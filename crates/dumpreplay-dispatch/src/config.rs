//! Replay engine configuration.

use std::path::{Path, PathBuf};

use serde::{Deserialize, Serialize};

use dumpreplay_core::{RatePolicy, ReplayError};

/// Configuration for one replay run.
#[derive(Debug, Clone, Serialize, Deserialize)]
pub struct ReplayConfig {
    /// Path of the archive to decode.
    pub source_path: PathBuf,
    /// Steady admission rate towards the sink, records per second.
    #[serde(default = "default_rate")]
    pub sustained_rate: f64,
    /// Records that may be admitted instantaneously before throttling.
    #[serde(default = "default_burst")]
    pub burst_size: u32,
    /// Bounded-channel capacity between decoder and dispatcher. Independent
    /// of archive size; this is what bounds pipeline memory.
    #[serde(default = "default_buffer")]
    pub buffer_capacity: usize,
}

fn default_rate() -> f64 { 2.0 }
fn default_burst() -> u32 { 1 }
fn default_buffer() -> usize { 1_024 }

impl ReplayConfig {
    /// Config with defaults for everything except the archive path.
    pub fn new(source_path: impl AsRef<Path>) -> Self {
        Self {
            source_path: source_path.as_ref().to_path_buf(),
            sustained_rate: default_rate(),
            burst_size: default_burst(),
            buffer_capacity: default_buffer(),
        }
    }

    /// Validate and extract the rate policy.
    pub fn policy(&self) -> Result<RatePolicy, ReplayError> {
        self.validate()?;
        RatePolicy::new(self.sustained_rate, self.burst_size)
    }

    pub fn validate(&self) -> Result<(), ReplayError> {
        if self.buffer_capacity == 0 {
            return Err(ReplayError::InvalidPolicy {
                reason: "buffer_capacity must be at least 1".into(),
            });
        }
        RatePolicy::new(self.sustained_rate, self.burst_size).map(|_| ())
    }
}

===============

Retype every line of the listing exactly as it appears.

EXERCISE RESPONSE:
filename crates/dumpreplay-dispatch/src/config.rs
//! Replay engine configuration.

use std::path::{Path, PathBuf};

use serde::{Deserialize, Serialize};

use dumpreplay_core::{RatePolicy, ReplayError};

/// Configuration for one replay run.
#[derive(Debug, Clone, Serialize, Deserialize)]
pub struct ReplayConfig {
    /// Path of the archive to decode.
    pub source_path: PathBuf,
    /// Steady admission rate towards the sink, records per second.
    #[serde(default = "default_rate")]
    pub sustained_rate: f64,
    /// Records that may be admitted instantaneously before throttling.
    #[serde(default = "default_burst")]
    pub burst_size: u32,
    /// Bounded-channel capacity between decoder and dispatcher. Independent
    /// of archive size; this is what bounds pipeline memory.
    #[serde(default = "default_buffer")]
    pub buffer_capacity: usize,
}

fn default_rate() -> f64 { 2.0 }
fn default_burst() -> u32 { 1 }
fn default_buffer() -> usize { 1_024 }

impl ReplayConfig {
    /// Config with defaults for everything except the archive path.
    pub fn new(source_path: impl AsRef<Path>) -> Self {
        Self {
            source_path: source_path.as_ref().to_path_buf(),
            sustained_rate: default_rate(),
            burst_size: default_burst(),
            buffer_capacity: default_buffer(),
        }
    }

    /// Validate and extract the rate policy.
    pub fn policy(&self) -> Result<RatePolicy, ReplayError> {
        self.validate()?;
        RatePolicy::new(self.sustained_rate, self.burst_size)
    }

    pub fn validate(&self) -> Result<(), ReplayError> {
        if self.buffer_capacity == 0 {
            return Err(ReplayError::InvalidPolicy {
                reason: "buffer_capacity must be at least 1".into(),
            });
        }
        RatePolicy::new(self.sustained_rate, self.burst_size).map(|_| ())
    }
}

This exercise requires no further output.